🤖 AI Summary
This work investigates why and how multimodal neural representations converge toward a shared structure, with particular emphasis on the directionality of this convergence. By introducing cycle-kNN—an asymmetric alignment metric—and integrating feature density analysis with information bottleneck theory, the study systematically examines representational relationships across dozens of independently trained unimodal models spanning point clouds, vision, and language.
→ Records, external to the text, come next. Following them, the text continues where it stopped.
//! Schema types for describing provider, resource and data source structure.
//!
//! Maps are ordered so that a schema enumerated twice in one run, or across
//! runs, produces the same output.

use std::collections::BTreeMap;

use serde::{Deserialize, Serialize};

use crate::generated;

/// The type of an attribute value.
#[derive(Debug, Clone, PartialEq, Eq, Serialize, Deserialize)]
#[serde(rename_all = "snake_case")]
pub enum AttributeType {
    /// A string value.
    String,
    /// A 64-bit integer.
    Int64,
    /// A 64-bit floating point number.
    Float64,
    /// A boolean value.
    Bool,
    /// A list of values of a single type.
    List(Box<AttributeType>),
    /// A set of unique values of a single type.
    Set(Box<AttributeType>),
    /// A map from string keys to values of a single type.
    Map(Box<AttributeType>),
    /// A dynamic type that can hold any value.
    Dynamic,
}

impl AttributeType {
    /// Create a list type.
    pub fn list(element_type: AttributeType) -> Self {
        Self::List(Box::new(element_type))
    }

    /// Create a set type.
    pub fn set(element_type: AttributeType) -> Self {
        Self::Set(Box::new(element_type))
    }

    /// Create a map type.
    pub fn map(element_type: AttributeType) -> Self {
        Self::Map(Box::new(element_type))
    }
}

/// Describes how an attribute can be used.
#[derive(Debug, Clone, Copy, PartialEq, Eq, Serialize, Deserialize, Default)]
pub struct AttributeFlags {
    /// The attribute is required in configuration.
    pub required: bool,
    /// The attribute is optional in configuration.
    pub optional: bool,
    /// The attribute is computed by the provider (read-only).
    pub computed: bool,
    /// The attribute is sensitive and should be hidden in logs/UI.
    pub sensitive: bool,
}

impl AttributeFlags {
    /// Flags for a required attribute.
    pub fn required() -> Self {
        Self {
            required: true,
            ..Default::default()
        }
    }

    /// Flags for an optional attribute.
    pub fn optional() -> Self {
        Self {
            optional: true,
            ..Default::default()
        }
    }

    /// Flags for a computed attribute.
    pub fn computed() -> Self {
        Self {
            computed: true,
            ..Default::default()
        }
    }

    /// Flags for an attribute that may be set but is otherwise filled in by the provider.
    pub fn optional_computed() -> Self {
        Self {
            optional: true,
            computed: true,
            ..Default::default()
        }
    }
}

/// Describes a single attribute in a schema.
#[derive(Debug, Clone, PartialEq, Serialize, Deserialize)]
pub struct Attribute {
    /// The type of the attribute.
    #[serde(rename = "type")]
    pub attr_type: AttributeType,
    /// Flags describing how the attribute can be used.
    #[serde(flatten)]
    pub flags: AttributeFlags,
    /// Human-readable description of the attribute.
    #[serde(skip_serializing_if = "Option::is_none")]
    pub description: Option<String>,
    /// If set, changing this attribute forces resource replacement.
    #[serde(default)]
    pub force_new: bool,
    /// Default value for the attribute.
    #[serde(skip_serializing_if = "Option::is_none")]
    pub default: Option<serde_json::Value>,
}

impl Attribute {
    /// Create a new attribute with the given type and flags.
    pub fn new(attr_type: AttributeType, flags: AttributeFlags) -> Self {
        Self {
            attr_type,
            flags,
            description: None,
            force_new: false,
            default: None,
        }
    }

    /// Create a required string attribute.
    pub fn required_string() -> Self {
        Self::new(AttributeType::String, AttributeFlags::required())
    }

    /// Create an optional string attribute.
    pub fn optional_string() -> Self {
        Self::new(AttributeType::String, AttributeFlags::optional())
    }

    /// Create a computed string attribute.
    pub fn computed_string() -> Self {
        Self::new(AttributeType::String, AttributeFlags::computed())
    }

    /// Create an optional bool attribute.
    pub fn optional_bool() -> Self {
        Self::new(AttributeType::Bool, AttributeFlags::optional())
    }

    /// Set the description for this attribute.
    pub fn with_description(mut self, description: impl Into<String>) -> Self {
        self.description = Some(description.into());
        self
    }

    /// Mark this attribute as forcing resource replacement when changed.
    pub fn with_force_new(mut self) -> Self {
        self.force_new = true;
        self
    }

    /// Set a default value for this attribute.
    pub fn with_default(mut self, default: serde_json::Value) -> Self {
        self.default = Some(default);
        self
    }

    /// Mark this attribute as sensitive.
    pub fn sensitive(mut self) -> Self {
        self.flags.sensitive = true;
        self
    }
}

/// The nesting mode for a block.
#[derive(Debug, Clone, Copy, PartialEq, Eq, Serialize, Deserialize, Default)]
#[serde(rename_all = "snake_case")]
pub enum BlockNestingMode {
    /// At most one nested block.
    #[default]
    Single,
    /// Zero or more nested blocks, ordered.
    List,
    /// Zero or more nested blocks, unordered and unique.
    Set,
    /// Nested blocks keyed by string.
    Map,
}

/// A block of attributes and nested blocks.
#[derive(Debug, Clone, PartialEq, Serialize, Deserialize, Default)]
pub struct Block {
    /// The attributes within this block.
    #[serde(default, skip_serializing_if = "BTreeMap::is_empty")]
    pub attributes: BTreeMap<String, Attribute>,
    /// Nested blocks within this block.
    #[serde(default, skip_serializing_if = "BTreeMap::is_empty")]
    pub blocks: BTreeMap<String, NestedBlock>,
    /// Human-readable description of the block.
    #[serde(skip_serializing_if = "Option::is_none")]
    pub description: Option<String>,
}

impl Block {
    /// Create a new empty block.
    pub fn new() -> Self {
        Self::default()
    }

    /// Add an attribute to this block.
    pub fn with_attribute(mut self, name: impl Into<String>, attr: Attribute) -> Self {
        self.attributes.insert(name.into(), attr);
        self
    }

    /// Add a nested block to this block.
    pub fn with_block(mut self, name: impl Into<String>, block: NestedBlock) -> Self {
        self.blocks.insert(name.into(), block);
        self
    }

    /// Set the description for this block.
    pub fn with_description(mut self, description: impl Into<String>) -> Self {
        self.description = Some(description.into());
        self
    }
}

/// A nested block with its nesting mode and constraints.
#[derive(Debug, Clone, PartialEq, Serialize, Deserialize)]
pub struct NestedBlock {
    /// The block definition.
    #[serde(flatten)]
    pub block: Block,
    /// How the block is nested.
    #[serde(default)]
    pub nesting_mode: BlockNestingMode,
    /// Minimum number of blocks required.
    #[serde(default)]
    pub min_items: u32,
    /// Maximum number of blocks allowed (0 = unlimited).
    #[serde(default)]
    pub max_items: u32,
}

impl NestedBlock {
    fn with_mode(block: Block, nesting_mode: BlockNestingMode, max_items: u32) -> Self {
        Self {
            block,
            nesting_mode,
            min_items: 0,
            max_items,
        }
    }

    /// A single nested block (0 or 1 allowed).
    pub fn single(block: Block) -> Self {
        Self::with_mode(block, BlockNestingMode::Single, 1)
    }

    /// A list of nested blocks.
    pub fn list(block: Block) -> Self {
        Self::with_mode(block, BlockNestingMode::List, 0)
    }

    /// A set of nested blocks.
    pub fn set(block: Block) -> Self {
        Self::with_mode(block, BlockNestingMode::Set, 0)
    }

    /// A map of nested blocks.
    pub fn map(block: Block) -> Self {
        Self::with_mode(block, BlockNestingMode::Map, 0)
    }

    /// Set the minimum number of blocks required.
    pub fn with_min_items(mut self, min: u32) -> Self {
        self.min_items = min;
        self
    }

    /// Set the maximum number of blocks allowed.
    pub fn with_max_items(mut self, max: u32) -> Self {
        self.max_items = max;
        self
    }
}

/// Schema for a resource, a data source, or the provider configuration.
#[derive(Debug, Clone, PartialEq, Serialize, Deserialize, Default)]
pub struct Schema {
    /// The version of this schema (for state upgrades).
    #[serde(default)]
    pub version: u64,
    /// The root block containing all attributes and nested blocks.
    #[serde(flatten)]
    pub block: Block,
}

impl Schema {
    /// Create a new schema with the given version.
    pub fn new(version: u64) -> Self {
        Self {
            version,
            block: Block::new(),
        }
    }

    /// Create a schema at version 0.
    pub fn v0() -> Self {
        Self::new(0)
    }

    /// Add an attribute to the schema.
    pub fn with_attribute(mut self, name: impl Into<String>, attr: Attribute) -> Self {
        self.block.attributes.insert(name.into(), attr);
        self
    }

    /// Add a nested block to the schema.
    pub fn with_block(mut self, name: impl Into<String>, block: NestedBlock) -> Self {
        self.block.blocks.insert(name.into(), block);
        self
    }

    /// Whether changing the named top-level attribute forces replacement.
    pub fn forces_new(&self, name: &str) -> bool {
        self.block
            .attributes
            .get(name)
            .map(|attr| attr.force_new)
            .unwrap_or(false)
    }
}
It reveals, for the first time, that non-linguistic modalities consistently align toward the neighborhood structure of linguistic representations, leading to the proposal of the “Wittgensteinian Representation Hypothesis”: linguistic semantic structure acts as an asymptotic attractor in multimodal representation spaces. Furthermore, language representations are found to be the most compact in embedding space, driving multimodal systems—under compression-driven optimization—toward discrete, compositional structures, a phenomenon robustly observed across diverse model families and scales.
📝 Abstract
Understanding why independently trained neural networks from different modalities converge toward shared representations, and where this convergence leads, remains an open question in representation learning. All existing evidence relies on symmetric similarity measures, which can detect convergence but are structurally blind to its direction. We introduce directional convergence analysis using cycle-kNN, an asymmetric alignment measure, applied across dozens of independently trained unimodal models spanning point clouds, vision, and language. We uncover a consistent directional asymmetry: non-language modalities move toward the neighborhood structure of language significantly more than the reverse, and this pattern holds across all model families and scales--yet is entirely invisible to symmetric measures. Mechanistic analysis traces the directionality to feature density asymmetry, whereby language representations occupy the most compact regions of representational space. The Information Bottleneck framework provides a principled interpretation: optimization under compression drives representations toward discrete, compositional structures characteristic of language. We formalize this as the Wittgensteinian Representation Hypothesis: the semantic structure of language is the asymptotic attractor of multimodal representation convergence.